It’s a safe bet that few Dallasites made any connection between their city and the April 12 death of activist Abbie Hoffman in New Hope, Pennsylvania. But Jeff Swaney, a Deep Ellum developer and co-owner of Club Clearview and the Art Bar, was struck by a coincidence; he had interviewed Hoffman, in town for a lecture at Clearview, just a year to the day before the Sixties firebrand took his own life.
Hoffman hated conservative Dallas, Swaney says, and believed that the city was reaping its just rewards in economic pain.

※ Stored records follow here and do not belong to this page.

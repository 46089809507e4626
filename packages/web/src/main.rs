use dioxus::prelude::*;

use views::{AppShell, Creator, Lister, Manager, Remover, Updater};

mod views;

#[derive(Debug, Clone, Routable, PartialEq)]
#[rustfmt::skip]
enum Route {
    #[layout(AppShell)]
        #[route("/")]
        Lister {},
        #[route("/create")]
        Creator {},
        #[route("/update")]
        Updater {},
        #[route("/delete")]
        Remover {},
        #[route("/manage")]
        Manager {},
}

const MAIN_CSS: Asset = asset!("/assets/main.css");

/// Compiled in; edit and rebuild to point at another collection.
const CONFIG_TOML: &str = include_str!("../userdir.toml");

fn main() {
    dioxus::launch(App);
}

#[component]
fn App() -> Element {
    let config = use_context_provider(|| ui::load_config(CONFIG_TOML));
    use_hook(|| tracing::info!(collection = %config.api.collection_url(), "Starting user directory"));
    use_context_provider(|| Signal::new(ui::ActivityLog::default()));

    rsx! {
        document::Link { rel: "stylesheet", href: ui::THEME_CSS }
        document::Link { rel: "stylesheet", href: MAIN_CSS }
        ui::components::ToastProvider {
            Router::<Route> {}
        }
    }
}
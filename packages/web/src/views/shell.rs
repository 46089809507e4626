use dioxus::prelude::*;
use ui::{ActivityLogPanel, ActivityLogToggle, Navbar};

use crate::Route;

/// Navigation bar over the active screen. Only one screen is mounted at a
/// time, so leaving a route drops that screen's list and in-flight requests.
#[component]
pub fn AppShell() -> Element {
    rsx! {
        Navbar {
            Link { to: Route::Lister {}, active_class: "active", "Fetch Users" }
            Link { to: Route::Creator {}, active_class: "active", "Create User" }
            Link { to: Route::Updater {}, active_class: "active", "Update User" }
            Link { to: Route::Remover {}, active_class: "active", "Delete User" }
            Link { to: Route::Manager {}, active_class: "active", "Manage Users" }
            ActivityLogToggle {}
        }
        main {
            class: "app-content",
            Outlet::<Route> {}
        }
        ActivityLogPanel {}
    }
}
//! Errors returned by the remote collection.

use std::fmt;

use thiserror::Error;

/// The collection operation that failed; used to word error messages.
#[derive(Clone, Copy, Debug, PartialEq, Eq)]
pub enum Operation {
    List,
    Create,
    Update,
    Delete,
}

impl fmt::Display for Operation {
    fn fmt(&self, f: &mut fmt::Formatter<'_>) -> fmt::Result {
        f.write_str(match self {
            Operation::List => "fetch users",
            Operation::Create => "create user",
            Operation::Update => "update user",
            Operation::Delete => "delete user",
        })
    }
}

#[derive(Debug, Error)]
pub enum ApiError {
    /// The request never produced a response (network down, CORS, DNS...).
    #[error("Failed to {op}: {message}")]
    Transport { op: Operation, message: String },

    /// The collection answered with a non-success status.
    #[error("Failed to {op} (HTTP {status})")]
    Status { op: Operation, status: u16 },

    /// The response body was not the JSON shape we expected.
    #[error("Failed to {op}: unexpected response")]
    Decode {
        op: Operation,
        #[source]
        source: serde_json::Error,
    },

    /// The record has no identifier to address the request with.
    #[error("Cannot {op} without an id")]
    MissingId { op: Operation },
}

impl ApiError {
    pub fn transport(op: Operation, err: impl fmt::Display) -> Self {
        ApiError::Transport {
            op,
            message: err.to_string(),
        }
    }

    pub fn operation(&self) -> Operation {
        match self {
            ApiError::Transport { op, .. }
            | ApiError::Status { op, .. }
            | ApiError::Decode { op, .. }
            | ApiError::MissingId { op } => *op,
        }
    }

    /// HTTP status, when the collection answered at all.
    pub fn status(&self) -> Option<u16> {
        match self {
            ApiError::Status { status, .. } => Some(*status),
            _ => None,
        }
    }
}
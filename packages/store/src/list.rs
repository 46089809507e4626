//! # Local list: a screen's in-memory copy of the collection
//!
//! Every screen owns one [`LocalList`]. It starts empty, is filled once by
//! [`LocalList::from_fetch`] when the screen activates, and afterwards changes
//! only through the three reducers that mirror a successful remote mutation:
//!
//! | Reducer | After |
//! |---------|-------|
//! | [`append_created`](LocalList::append_created) | create |
//! | [`replace_updated`](LocalList::replace_updated) | update |
//! | [`remove_by_id`](LocalList::remove_by_id) | delete |
//!
//! Nothing here is persisted: the list is rebuilt from the remote collection
//! every time a screen mounts.
//!
//! ## Provisional identifiers
//!
//! A create response is not guaranteed to carry an identifier that is usable
//! in the list (mock backends echo the same id for every create). When the
//! response id is missing or already present, [`append_created`](LocalList::append_created)
//! synthesizes one from the current time in milliseconds and marks the record
//! provisional. Provisional records are never reconciled; they disappear on the
//! next full fetch.

use crate::filter::filter_by_name;
use crate::models::{Record, RecordId};

/// Lifecycle of a screen's initial fetch.
#[derive(Clone, Debug, Default, PartialEq)]
pub enum LoadState {
    #[default]
    Loading,
    Ready,
    Failed(String),
}

impl LoadState {
    pub fn is_loading(&self) -> bool {
        matches!(self, LoadState::Loading)
    }
}

#[derive(Clone, Debug, PartialEq)]
pub struct LocalList<R: Record> {
    records: Vec<R>,
}

impl<R: Record> Default for LocalList<R> {
    fn default() -> Self {
        Self {
            records: Vec::new(),
        }
    }
}

impl<R: Record> LocalList<R> {
    pub fn new() -> Self {
        Self::default()
    }

    /// Replace everything with the result of a full fetch.
    pub fn from_fetch(records: Vec<R>) -> Self {
        Self { records }
    }

    pub fn records(&self) -> &[R] {
        &self.records
    }

    pub fn len(&self) -> usize {
        self.records.len()
    }

    pub fn is_empty(&self) -> bool {
        self.records.is_empty()
    }

    pub fn contains_id(&self, id: &RecordId) -> bool {
        self.records.iter().any(|r| r.id() == Some(id))
    }

    pub fn get(&self, id: &RecordId) -> Option<&R> {
        self.records.iter().find(|r| r.id() == Some(id))
    }

    /// Append the record a create request returned.
    ///
    /// Returns the identifier the record ended up with.
    pub fn append_created(&mut self, mut record: R, now_ms: u64) -> RecordId {
        let usable = match record.id() {
            Some(id) => !self.contains_id(id),
            None => false,
        };
        if !usable {
            let id = self.synthesize_id(now_ms);
            record.set_id(id);
            record.mark_provisional();
        }
        let id = record.id().cloned().unwrap_or(RecordId::Number(now_ms));
        self.records.push(record);
        id
    }

    /// Replace the entry with the same id as `record`.
    ///
    /// Returns `false` and leaves the list unchanged when `record` has no id or
    /// no entry matches it.
    pub fn replace_updated(&mut self, record: R) -> bool {
        let Some(id) = record.id().cloned() else {
            return false;
        };
        match self.records.iter_mut().find(|r| r.id() == Some(&id)) {
            Some(slot) => {
                *slot = record;
                true
            }
            None => false,
        }
    }

    /// Drop every entry with this id. Returns `false` if nothing matched.
    pub fn remove_by_id(&mut self, id: &RecordId) -> bool {
        let before = self.records.len();
        self.records.retain(|r| r.id() != Some(id));
        self.records.len() != before
    }

    /// The name-filtered view of this list.
    pub fn filtered(&self, term: &str) -> Vec<R> {
        filter_by_name(&self.records, term)
    }

    fn synthesize_id(&self, now_ms: u64) -> RecordId {
        let mut candidate = now_ms;
        while self.contains_id(&RecordId::Number(candidate)) {
            candidate += 1;
        }
        RecordId::Number(candidate)
    }
}

/// Milliseconds since the Unix epoch, platform-aware.
pub fn current_millis() -> u64 {
    #[cfg(target_arch = "wasm32")]
    {
        js_sys::Date::now() as u64
    }
    #[cfg(not(target_arch = "wasm32"))]
    {
        std::time::SystemTime::now()
            .duration_since(std::time::UNIX_EPOCH)
            .map(|d| d.as_millis() as u64)
            .unwrap_or(0)
    }
}

#[cfg(test)]
mod tests {
    use super::*;
    use crate::models::User;

    fn user(id: u64, name: &str) -> User {
        User {
            id: Some(id.into()),
            name: name.to_string(),
            email: format!("{}@x.com", name.to_lowercase()),
            ..Default::default()
        }
    }

    fn seeded() -> LocalList<User> {
        LocalList::from_fetch(vec![user(1, "Ann"), user(2, "Bob"), user(3, "Cy")])
    }

    #[test]
    fn test_starts_empty() {
        let list = LocalList::<User>::new();
        assert!(list.is_empty());
        assert_eq!(LoadState::default(), LoadState::Loading);
    }

    #[test]
    fn test_replace_updated_swaps_only_the_match() {
        let mut list = seeded();
        let mut changed = user(2, "Robert");
        changed.phone = "5550000000".to_string();

        assert!(list.replace_updated(changed.clone()));

        let matching: Vec<&User> = list
            .records()
            .iter()
            .filter(|u| u.id == Some(RecordId::Number(2)))
            .collect();
        assert_eq!(matching, vec![&changed]);
        assert_eq!(list.records()[0], user(1, "Ann"));
        assert_eq!(list.records()[2], user(3, "Cy"));
        assert_eq!(list.len(), 3);
    }

    #[test]
    fn test_replace_updated_without_match_is_noop() {
        let mut list = seeded();
        let before = list.clone();

        assert!(!list.replace_updated(user(42, "Ghost")));

        let mut no_id = user(1, "Nobody");
        no_id.id = None;
        assert!(!list.replace_updated(no_id));
        assert_eq!(list, before);
    }

    #[test]
    fn test_remove_by_id() {
        let mut list = seeded();
        assert!(list.remove_by_id(&RecordId::Number(2)));
        assert_eq!(list.len(), 2);
        assert!(!list.contains_id(&RecordId::Number(2)));
    }

    #[test]
    fn test_remove_missing_id_is_noop() {
        let mut list = seeded();
        let before = list.clone();
        assert!(!list.remove_by_id(&RecordId::Number(99)));
        assert_eq!(list, before);
    }

    #[test]
    fn test_append_keeps_fresh_server_id() {
        let mut list = seeded();
        let id = list.append_created(user(11, "Dee"), 1_700_000_000_000);
        assert_eq!(id, RecordId::Number(11));
        let added = list.get(&id).unwrap();
        assert!(!added.provisional);
    }

    #[test]
    fn test_append_synthesizes_id_when_missing() {
        let mut list = seeded();
        let mut created = user(0, "Dee");
        created.id = None;

        let id = list.append_created(created, 1_700_000_000_000);

        assert_eq!(id, RecordId::Number(1_700_000_000_000));
        assert!(list.get(&id).unwrap().provisional);
        assert_eq!(list.len(), 4);
    }

    #[test]
    fn test_append_synthesizes_id_on_collision() {
        // Mock backends answer every create with the same id.
        let mut list = seeded();
        let first = list.append_created(user(11, "Dee"), 500);
        let second = list.append_created(user(11, "Eve"), 500);
        let third = list.append_created(user(11, "Fay"), 500);

        assert_eq!(first, RecordId::Number(11));
        assert_eq!(second, RecordId::Number(500));
        assert_eq!(third, RecordId::Number(501));
        assert_eq!(list.len(), 6);
    }

    #[test]
    fn test_filtered_view_leaves_list_alone() {
        let list = seeded();
        let view = list.filtered("b");
        assert_eq!(view.len(), 1);
        assert_eq!(view[0].name, "Bob");
        assert_eq!(list.len(), 3);
    }

    #[test]
    fn test_from_fetch_drops_provisional_entries() {
        let mut list = seeded();
        let mut created = user(0, "Temp");
        created.id = None;
        list.append_created(created, 10);

        let list = LocalList::from_fetch(vec![user(1, "Ann")]);
        assert!(list.records().iter().all(|u| !u.provisional));
    }
}
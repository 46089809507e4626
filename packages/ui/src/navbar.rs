use dioxus::prelude::*;

const VIEWS_CSS: Asset = asset!("/src/views/views.css");

/// Top bar with the brand on the left and `children` (route links, toggles)
/// on the right. Owns no data.
#[component]
pub fn Navbar(#[props(default = "Synergy Labs".to_string())] brand: String, children: Element) -> Element {
    rsx! {
        document::Link { rel: "stylesheet", href: VIEWS_CSS }
        nav {
            class: "navbar",
            span { class: "navbar-brand", "{brand}" }
            div {
                class: "navbar-links",
                {children}
            }
        }
    }
}
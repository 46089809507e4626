use dioxus::prelude::*;

/// Controlled text input. `invalid` adds the error outline.
#[component]
pub fn Input(
    #[props(default)] id: String,
    #[props(default)] class: String,
    #[props(default = "text".to_string())] r#type: String,
    #[props(default)] placeholder: String,
    value: String,
    #[props(default)] required: bool,
    #[props(default)] readonly: bool,
    #[props(default)] invalid: bool,
    oninput: Option<EventHandler<FormEvent>>,
) -> Element {
    let state = if invalid { "input input-invalid" } else { "input" };
    rsx! {
        input {
            id: id,
            class: "{state} {class}",
            r#type: r#type,
            placeholder: placeholder,
            value: value,
            required: required,
            readonly: readonly,
            oninput: move |evt| {
                if let Some(handler) = oninput {
                    handler.call(evt);
                }
            },
        }
    }
}
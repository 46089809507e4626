use dioxus::prelude::*;
use ui::views::{CreatorView, ListerView, ManagerView, RemoverView, UpdaterView};

#[component]
pub fn Lister() -> Element {
    rsx! { ListerView {} }
}

#[component]
pub fn Creator() -> Element {
    rsx! { CreatorView {} }
}

#[component]
pub fn Updater() -> Element {
    rsx! { UpdaterView {} }
}

#[component]
pub fn Remover() -> Element {
    rsx! { RemoverView {} }
}

#[component]
pub fn Manager() -> Element {
    rsx! { ManagerView {} }
}
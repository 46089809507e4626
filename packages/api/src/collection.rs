use store::{Record, RecordId};

use crate::error::ApiError;

/// Async access to a REST-shaped resource collection.
///
/// `list` is `GET /<collection>`, `create` is `POST /<collection>`, `update`
/// is `PUT /<collection>/{id}` and `delete` is `DELETE /<collection>/{id}`.
/// Each call is a single request with a single outcome: no retries, no
/// timeouts, no caching.
pub trait RemoteCollection<R: Record> {
    fn list(&self) -> impl std::future::Future<Output = Result<Vec<R>, ApiError>>;
    fn create(
        &self,
        record: &R,
    ) -> impl std::future::Future<Output = Result<R, ApiError>>;
    fn update(
        &self,
        id: &RecordId,
        record: &R,
    ) -> impl std::future::Future<Output = Result<R, ApiError>>;
    fn delete(
        &self,
        id: &RecordId,
    ) -> impl std::future::Future<Output = Result<(), ApiError>>;
}
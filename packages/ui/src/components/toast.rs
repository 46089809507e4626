//! Transient notifications.
//!
//! The toast stack itself comes from `dioxus_primitives::toast`: every toast
//! runs its own timer and can be closed early by the user. Toasts are never
//! merged, so two failures in a row show two toasts. This module adds the
//! directory's stylesheet and [`use_notices`], which turns a screen
//! [`Notice`] into a toast with the configured duration.

use std::time::Duration;

use dioxus::prelude::*;
use dioxus_primitives::toast::{self, use_toast, ToastOptions};
use store::{Notice, NoticeLevel};

use crate::config::use_directory_config;

#[component]
pub fn ToastProvider(children: Element) -> Element {
    rsx! {
        document::Link { rel: "stylesheet", href: asset!("/assets/styling/toast.css") }
        toast::ToastProvider {
            {children}
        }
    }
}

/// Callback showing a [`Notice`] as a toast of the matching kind.
///
/// Must be called below [`ToastProvider`].
pub fn use_notices() -> Callback<Notice> {
    let toasts = use_toast();
    let duration = Duration::from_millis(use_directory_config().notifications.duration_ms);

    use_callback(move |notice: Notice| {
        let options = ToastOptions::new().duration(duration);
        match notice.level {
            NoticeLevel::Success => toasts.success(notice.message, options),
            NoticeLevel::Error => toasts.error(notice.message, options),
        }
    })
}
//! Small form and feedback primitives used across the screens.

mod button;
pub use button::{Button, ButtonVariant};

mod input;
pub use input::Input;

mod label;
pub use label::{FieldError, Label};

mod toast;
pub use toast::{use_notices, ToastProvider};
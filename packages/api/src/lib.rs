//! # API crate: access to the remote user collection
//!
//! Everything the screens need to talk to the `/users` collection lives here.
//! The UI never builds requests itself: it picks a [`RemoteCollection`] and
//! calls one of the [`flows`].
//!
//! ## Modules
//!
//! | Module | Purpose |
//! |--------|---------|
//! | [`collection`] | The [`RemoteCollection`] trait: `list`, `create`, `update`, `delete` |
//! | [`http`] | [`HttpCollection`], JSON over HTTP(S) through `reqwest` |
//! | [`memory`] | [`MemoryCollection`], an in-process stand-in for tests and offline use |
//! | [`error`] | [`ApiError`] and the [`Operation`] it failed in |
//! | [`flows`] | Fetch / create / update / delete as the screens run them |

pub mod collection;
pub mod error;
pub mod flows;
pub mod http;
pub mod memory;

pub use collection::RemoteCollection;
pub use error::{ApiError, Operation};
pub use flows::{fetch_users, submit_create, submit_delete, submit_update, CreateError};
pub use http::HttpCollection;
pub use memory::MemoryCollection;

pub use store::{DirectoryConfig, RecordId, User, UserDraft};
//! # Per-screen user list
//!
//! [`use_user_list`] is the state every screen is built on: a
//! [`LocalList<User>`] in a signal, the [`LoadState`] of the initial fetch, and
//! a client for the configured collection. The list lives and dies with the
//! screen's component, so two screens never share records.
//!
//! The initial fetch runs in a `use_resource`. Mutations are started from
//! dialogs but run through [`UserList::spawn`], which parks the task on the
//! screen's scope: closing a dialog never drops a request in flight, while
//! leaving the screen drops both and a late response has nothing left to
//! write into.
//!
//! After a remote call finishes, the screen reports the outcome through one
//! of the `*ed` / `*_failed` methods of [`UserList`]. These apply the matching
//! reducer, raise the screen's toast and add an activity log entry.

use std::future::Future;

use api::fetch_users;
use dioxus::dioxus_core::{current_scope_id, Runtime, Task};
use dioxus::prelude::*;
use store::{current_millis, LoadState, LocalList, Notice, RecordId, ScreenNotices, User};

use crate::activity_log::{log_activity, use_activity_log, ActivityLog, LogLevel};
use crate::client::{make_client, UserClient};
use crate::components::use_notices;
use crate::config::use_directory_config;

/// How a screen's list starts out.
#[derive(Clone, Copy, Debug, PartialEq, Eq)]
pub enum InitialLoad {
    /// Fetch the whole collection on mount.
    Fetch,
    /// Start empty and only show records created on this screen.
    Empty,
}

/// Spawns tasks owned by the component that created it.
#[derive(Clone, Copy, Debug, PartialEq, Eq)]
pub struct ScreenTasks {
    scope: ScopeId,
}

pub fn use_screen_tasks() -> ScreenTasks {
    use_hook(|| ScreenTasks {
        scope: current_scope_id(),
    })
}

impl ScreenTasks {
    /// Run `task` until it finishes or the owning component unmounts,
    /// whichever comes first. Safe to call from a child's event handler.
    pub fn spawn(&self, task: impl Future<Output = ()> + 'static) -> Task {
        Runtime::current().spawn(self.scope, task)
    }
}

#[derive(Clone, Copy, PartialEq)]
pub struct UserList {
    pub records: Signal<LocalList<User>>,
    pub state: Signal<LoadState>,
    client: Signal<UserClient>,
    notices: Signal<ScreenNotices>,
    toast: Callback<Notice>,
    activity: Signal<ActivityLog>,
    tasks: ScreenTasks,
}

pub fn use_user_list(notices: ScreenNotices, initial: InitialLoad) -> UserList {
    let config = use_directory_config();
    let toast = use_notices();
    let tasks = use_screen_tasks();
    let mut activity = use_activity_log();
    let client = use_signal(|| make_client(&config));
    let notices = use_signal(|| notices);
    let mut records = use_signal(LocalList::<User>::new);
    let mut state = use_signal(|| match initial {
        InitialLoad::Fetch => LoadState::Loading,
        InitialLoad::Empty => LoadState::Ready,
    });

    let _loader = use_resource(move || async move {
        if initial == InitialLoad::Empty {
            return;
        }
        let client = UserClient::clone(&client.peek());
        log_activity(&mut activity, LogLevel::Info, "Fetching users...");
        match fetch_users(&client).await {
            Ok(users) => {
                let count = users.len();
                records.set(LocalList::from_fetch(users));
                state.set(LoadState::Ready);
                log_activity(&mut activity, LogLevel::Success, &format!("Fetched {count} users"));
                if let Some(notice) = notices.peek().on_fetched() {
                    toast.call(notice);
                }
            }
            Err(e) => {
                let message = e.to_string();
                log_activity(&mut activity, LogLevel::Error, &message);
                toast.call(notices.peek().on_fetch_failed(&message));
                state.set(LoadState::Failed(message));
            }
        }
    });

    UserList {
        records,
        state,
        client,
        notices,
        toast,
        activity,
        tasks,
    }
}

impl UserList {
    pub fn client(&self) -> UserClient {
        UserClient::clone(&self.client.peek())
    }

    /// Start a remote call on the screen's scope. See [`ScreenTasks::spawn`].
    pub fn spawn(&self, task: impl Future<Output = ()> + 'static) -> Task {
        self.tasks.spawn(task)
    }

    pub fn is_loading(&self) -> bool {
        self.state.read().is_loading()
    }

    /// Every record, in list order.
    pub fn all(&self) -> Vec<User> {
        self.records.read().records().to_vec()
    }

    /// Records whose name contains `term`, ignoring case.
    pub fn filtered(&self, term: &str) -> Vec<User> {
        self.records.read().filtered(term)
    }

    pub fn created(mut self, user: User) {
        let id = self.records.write().append_created(user, current_millis());
        let provisional = self
            .records
            .peek()
            .get(&id)
            .is_some_and(|u| u.provisional);
        let message = if provisional {
            format!("Created user (local id {id})")
        } else {
            format!("Created user {id}")
        };
        self.log(LogLevel::Success, &message);
        self.toast.call(self.notices.peek().on_created());
    }

    pub fn create_failed(mut self, error: &str) {
        self.log(LogLevel::Error, error);
        self.toast.call(self.notices.peek().on_create_failed(error));
    }

    pub fn updated(mut self, user: User) {
        let label = user.id_label();
        if self.records.write().replace_updated(user) {
            self.log(LogLevel::Success, &format!("Updated user {label}"));
        } else {
            // Nothing matched the response id; the old row stays as it was.
            self.log(
                LogLevel::Warning,
                &format!("Update response id {label:?} matches no listed user"),
            );
        }
        self.toast.call(self.notices.peek().on_updated());
    }

    pub fn update_failed(mut self, error: &str) {
        self.log(LogLevel::Error, error);
        self.toast.call(self.notices.peek().on_update_failed(error));
    }

    pub fn deleted(mut self, id: &RecordId) {
        if self.records.write().remove_by_id(id) {
            self.log(LogLevel::Success, &format!("Deleted user {id}"));
        } else {
            self.log(
                LogLevel::Warning,
                &format!("Deleted user {id} was not in the list"),
            );
        }
        self.toast.call(self.notices.peek().on_deleted());
    }

    pub fn delete_failed(mut self, error: &str) {
        self.log(LogLevel::Error, error);
        self.toast.call(self.notices.peek().on_delete_failed(error));
    }

    fn log(&mut self, level: LogLevel, message: &str) {
        log_activity(&mut self.activity, level, message);
    }
}

#[cfg(test)]
mod tests {
    use std::sync::atomic::{AtomicUsize, Ordering};
    use std::time::Duration;

    use dioxus::dioxus_core::{generation, needs_update, NoOpMutations};
    use dioxus::prelude::*;

    use super::{use_screen_tasks, ScreenTasks};

    static SCREEN_OWNED: AtomicUsize = AtomicUsize::new(0);
    static DIALOG_OWNED: AtomicUsize = AtomicUsize::new(0);

    // First render shows the dialog, the second closes it.
    fn screen() -> Element {
        let tasks = use_screen_tasks();
        if generation() > 0 {
            rsx!(div {})
        } else {
            needs_update();
            rsx!(PendingDialog { tasks: tasks })
        }
    }

    #[component]
    fn PendingDialog(tasks: ScreenTasks) -> Element {
        use_hook(move || {
            tasks.spawn(async move {
                tokio::time::sleep(Duration::from_millis(50)).await;
                SCREEN_OWNED.fetch_add(1, Ordering::Relaxed);
            });
            spawn(async move {
                tokio::time::sleep(Duration::from_millis(50)).await;
                DIALOG_OWNED.fetch_add(1, Ordering::Relaxed);
            });
        });
        rsx!(div {})
    }

    #[tokio::test]
    async fn test_screen_task_outlives_closed_dialog() {
        let mut dom = VirtualDom::new(screen);
        dom.rebuild(&mut NoOpMutations);
        dom.render_immediate(&mut NoOpMutations);

        tokio::select! {
            _ = dom.wait_for_work() => {}
            _ = tokio::time::sleep(Duration::from_millis(500)) => {}
        };

        assert_eq!(SCREEN_OWNED.load(Ordering::Relaxed), 1);
        assert_eq!(DIALOG_OWNED.load(Ordering::Relaxed), 0);
    }
}
use dioxus::prelude::*;
use store::{ScreenNotices, User};

use crate::{use_user_list, DeleteUserDialog, InitialLoad, UserTable};

/// Users with a per-row delete action behind a confirmation.
#[component]
pub fn RemoverView() -> Element {
    let list = use_user_list(ScreenNotices::remover(), InitialLoad::Fetch);
    let mut pending = use_signal(|| Option::<User>::None);

    rsx! {
        section {
            class: "screen",
            h1 { "Delete User" }
            UserTable {
                users: list.all(),
                on_delete: move |user: User| pending.set(Some(user)),
            }

            // Cancel just forgets the selection; no request is made.
            if let Some(user) = pending() {
                DeleteUserDialog {
                    key: "{user.row_key()}",
                    list: list,
                    user: user,
                    on_close: move |_| pending.set(None),
                }
            }
        }
    }
}
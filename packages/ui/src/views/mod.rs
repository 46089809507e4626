mod modal_overlay;
pub use modal_overlay::ModalOverlay;

mod lister;
pub use lister::ListerView;

mod creator;
pub use creator::CreatorView;

mod updater;
pub use updater::UpdaterView;

mod remover;
pub use remover::RemoverView;

mod manager;
pub use manager::ManagerView;
use dioxus::prelude::*;
use store::User;

use crate::components::{Button, ButtonVariant};
use crate::icons::{FaPen, FaTrashCan};
use crate::Icon;

/// The record table every screen renders.
///
/// The actions column only appears when at least one row action is wired.
#[component]
pub fn UserTable(
    users: Vec<User>,
    #[props(default)] show_username: bool,
    #[props(default)] striped: bool,
    /// Rendered in place of the rows while the first fetch is pending.
    skeleton_rows: Option<usize>,
    on_edit: Option<EventHandler<User>>,
    on_delete: Option<EventHandler<User>>,
) -> Element {
    let has_actions = on_edit.is_some() || on_delete.is_some();
    let columns = 5 + usize::from(show_username) + usize::from(has_actions);

    rsx! {
        div {
            class: "table-wrap",
            table {
                class: if striped { "user-table striped" } else { "user-table" },
                thead {
                    tr {
                        th { "ID" }
                        th { "Name" }
                        if show_username {
                            th { "Username" }
                        }
                        th { "Email" }
                        th { "Phone" }
                        th { "Website" }
                        if has_actions {
                            th { "Actions" }
                        }
                    }
                }
                tbody {
                    if let Some(rows) = skeleton_rows {
                        SkeletonRows { rows: rows, columns: columns }
                    } else {
                        for user in users {
                            UserRow {
                                key: "{user.row_key()}",
                                user: user.clone(),
                                show_username: show_username,
                                on_edit: on_edit,
                                on_delete: on_delete,
                            }
                        }
                    }
                }
            }
        }
    }
}

#[component]
fn UserRow(
    user: User,
    show_username: bool,
    on_edit: Option<EventHandler<User>>,
    on_delete: Option<EventHandler<User>>,
) -> Element {
    let edit_target = user.clone();
    let delete_target = user.clone();

    rsx! {
        tr {
            td {
                class: "cell-id",
                "{user.id_label()}"
                if user.provisional {
                    span { class: "badge-local", title: "Id assigned locally", "local" }
                }
            }
            td { "{user.name}" }
            if show_username {
                td { "{user.username}" }
            }
            td { "{user.email}" }
            td { "{user.phone}" }
            td { "{user.website}" }
            if on_edit.is_some() || on_delete.is_some() {
                td {
                    class: "cell-actions",
                    if let Some(handler) = on_edit {
                        Button {
                            variant: ButtonVariant::Primary,
                            onclick: move |_| handler.call(edit_target.clone()),
                            Icon { icon: FaPen, width: 12, height: 12 }
                            " Edit"
                        }
                    }
                    if let Some(handler) = on_delete {
                        Button {
                            variant: ButtonVariant::Destructive,
                            onclick: move |_| handler.call(delete_target.clone()),
                            Icon { icon: FaTrashCan, width: 12, height: 12 }
                            " Delete"
                        }
                    }
                }
            }
        }
    }
}

/// Pulsing placeholder rows.
#[component]
pub fn SkeletonRows(rows: usize, columns: usize) -> Element {
    rsx! {
        for row in 0..rows {
            tr {
                key: "{row}",
                class: "skeleton-row",
                for col in 0..columns {
                    td {
                        key: "{col}",
                        div { class: "skeleton-bar" }
                    }
                }
            }
        }
    }
}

But he was virtually broke and needed to work the left-wing lecture circuit. “I haven’t taken a vow of poverty,” Hoffman quipped. “That’s Mother Teresa. [Judge Robert] Bork gets $15,000 for a one-hour speech with no questions.” Asked about critics who charged him with “selling out,” Hoffman bristled. “I’ve got four arrests this year. If this is selling out-wow! I can hardly wait till the money comes.”
The crowd at Clearview that night was amused, Swaney says. Hoffman made about a thousand dollars for an hour of his largely unrehearsed standup routine, blending political satire and gags. “He didn’t run out of causes, but he ran out of audience and never established life outside rebeldom,” says Swaney. “Maybe he gave too much.”